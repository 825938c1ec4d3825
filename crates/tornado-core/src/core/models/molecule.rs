use super::atom::Atom;
use super::ids::AtomId;
use super::kind::MoleculeKind;
use super::residue::{Residue, ResidueClass};
use super::secondary::SecondaryStructure;
use super::topology::{Bond, BondOrigin};
use super::traits::{HasAtoms, HasBonds, HasResidueSequence};
use crate::core::geometry::GeometryError;
use nalgebra::{Point3, Vector3};
use slotmap::{SecondaryMap, SlotMap};
use std::collections::{HashMap, HashSet};

/// A molecule: atoms, the bonds among them, and (for polymers) an ordered residue
/// sequence.
///
/// Atoms are stored in a slot map for stable ids and kept in insertion order.
/// Total mass and the mass-weighted coordinate sum are updated on every atom
/// insertion, so [`HasAtoms::mass`] and [`HasAtoms::center_of_mass`] never have to
/// rescan the atom set.
#[derive(Debug, Clone, Default)]
pub struct Molecule {
    /// Chain identifier shared by the molecule's residues (' ' when absent).
    pub chain_id: char,
    kind: MoleculeKind,
    atoms: SlotMap<AtomId, Atom>,
    /// Atom ids in insertion order.
    atom_order: Vec<AtomId>,
    /// Residues in chain order.
    residues: Vec<Residue>,
    /// Lookup from (sequence number, insertion code) to residue index.
    residue_key_map: HashMap<(i32, char), usize>,
    /// Lookup from sequence number to the first residue carrying it.
    residue_number_map: HashMap<i32, usize>,
    bonds: Vec<Bond>,
    /// Unordered atom pairs already bonded, stored with the smaller id first.
    bond_pairs: HashSet<(AtomId, AtomId)>,
    /// Adjacency list for bond connectivity, indexed by atom id.
    bond_adjacency: SecondaryMap<AtomId, Vec<AtomId>>,
    mass: f64,
    mass_weighted_sum: Vector3<f64>,
    secondary_structures: Vec<SecondaryStructure>,
}

impl Molecule {
    pub fn new(chain_id: char) -> Self {
        Self {
            chain_id,
            ..Self::default()
        }
    }

    pub fn kind(&self) -> MoleculeKind {
        self.kind
    }

    pub(crate) fn set_kind(&mut self, kind: MoleculeKind) {
        self.kind = kind;
    }

    /// Adds an atom that belongs to no residue.
    pub fn add_atom(&mut self, atom: Atom) -> AtomId {
        self.mass += atom.mass();
        self.mass_weighted_sum += atom.position.coords * atom.mass();
        let id = self.atoms.insert(atom);
        self.atom_order.push(id);
        self.bond_adjacency.insert(id, Vec::new());
        id
    }

    /// Appends a residue to the end of the chain and returns its index.
    ///
    /// Returns `None` if a residue with the same number and insertion code already
    /// exists.
    pub fn add_residue(
        &mut self,
        number: i32,
        insertion_code: char,
        name: &str,
        class: ResidueClass,
    ) -> Option<usize> {
        let key = (number, insertion_code);
        if self.residue_key_map.contains_key(&key) {
            return None;
        }
        let index = self.residues.len();
        self.residues.push(Residue::new(
            number,
            insertion_code,
            self.chain_id,
            name,
            class,
        ));
        self.residue_key_map.insert(key, index);
        self.residue_number_map.entry(number).or_insert(index);
        Some(index)
    }

    /// Adds an atom and registers it with the residue at `residue_index`.
    ///
    /// # Return
    ///
    /// Returns the new atom's id, or `None` if the residue does not exist.
    pub fn add_atom_to_residue(&mut self, residue_index: usize, mut atom: Atom) -> Option<AtomId> {
        if residue_index >= self.residues.len() {
            return None;
        }
        atom.residue = Some(residue_index);
        let name = atom.name.clone();
        let id = self.add_atom(atom);
        self.residues[residue_index].add_atom(&name, id);
        Some(id)
    }

    /// Adds a covalent bond between two atoms of this molecule.
    ///
    /// Bonds are unordered and deduplicated: adding `(a, b)` after `(b, a)` is a no-op.
    ///
    /// # Return
    ///
    /// `Some(true)` if a new bond was recorded, `Some(false)` if it already existed,
    /// and `None` if either atom is missing or both ids are the same atom.
    pub fn add_bond(&mut self, a: AtomId, b: AtomId, origin: BondOrigin) -> Option<bool> {
        if a == b || !self.atoms.contains_key(a) || !self.atoms.contains_key(b) {
            return None;
        }
        let bond = Bond::new(a, b, origin);
        if !self
            .bond_pairs
            .insert((bond.atom1_id(), bond.atom2_id()))
        {
            return Some(false);
        }
        self.bonds.push(bond);
        self.bond_adjacency.get_mut(a)?.push(b);
        self.bond_adjacency.get_mut(b)?.push(a);
        Some(true)
    }

    pub fn residue_of(&self, atom_id: AtomId) -> Option<&Residue> {
        let index = self.atoms.get(atom_id)?.residue?;
        self.residues.get(index)
    }

    pub(crate) fn residues_mut(&mut self) -> &mut [Residue] {
        &mut self.residues
    }

    /// Atom of residue `residue_index` named `name`, accepting either prime spelling.
    pub fn residue_atom(&self, residue_index: usize, name: &str) -> Option<(AtomId, &Atom)> {
        let id = self.residues.get(residue_index)?.atom(name)?;
        self.atoms.get(id).map(|atom| (id, atom))
    }

    /// Position of a named atom, reported as [`GeometryError::MissingAtom`] when absent.
    pub fn require_atom_position(
        &self,
        residue_index: usize,
        name: &str,
    ) -> Result<Point3<f64>, GeometryError> {
        self.residue_atom(residue_index, name)
            .map(|(_, atom)| atom.position)
            .ok_or_else(|| GeometryError::MissingAtom {
                residue: self
                    .residues
                    .get(residue_index)
                    .map_or_else(|| format!("#{residue_index}"), Residue::label),
                atom: name.trim().to_string(),
            })
    }

    pub fn secondary_structures(&self) -> &[SecondaryStructure] {
        &self.secondary_structures
    }

    pub fn add_secondary_structure(&mut self, structure: SecondaryStructure) {
        self.secondary_structures.push(structure);
    }
}

impl HasAtoms for Molecule {
    fn atom(&self, id: AtomId) -> Option<&Atom> {
        self.atoms.get(id)
    }

    fn atom_ids(&self) -> &[AtomId] {
        &self.atom_order
    }

    fn mass(&self) -> f64 {
        self.mass
    }

    fn center_of_mass(&self) -> Result<Point3<f64>, GeometryError> {
        if self.atom_order.is_empty() {
            return Err(GeometryError::InsufficientPoints {
                required: 1,
                found: 0,
            });
        }
        if self.mass == 0.0 {
            return Err(GeometryError::DegenerateWeights);
        }
        Ok(Point3::from(self.mass_weighted_sum / self.mass))
    }
}

impl HasBonds for Molecule {
    fn bonds(&self) -> &[Bond] {
        &self.bonds
    }

    fn bonded_neighbors(&self, id: AtomId) -> &[AtomId] {
        self.bond_adjacency
            .get(id)
            .map(Vec::as_slice)
            .unwrap_or(&[])
    }
}

impl HasResidueSequence for Molecule {
    fn residues(&self) -> &[Residue] {
        &self.residues
    }

    fn residue_by_key(&self, number: i32, insertion_code: char) -> Option<usize> {
        self.residue_key_map.get(&(number, insertion_code)).copied()
    }

    fn residue_by_number(&self, number: i32) -> Option<usize> {
        self.residue_number_map.get(&number).copied()
    }
}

-=-=-=-=-

| Brief |
What is the number of lines in the material above that include "HasAtoms"? Answer with the number only.

| Solution for this problem |
3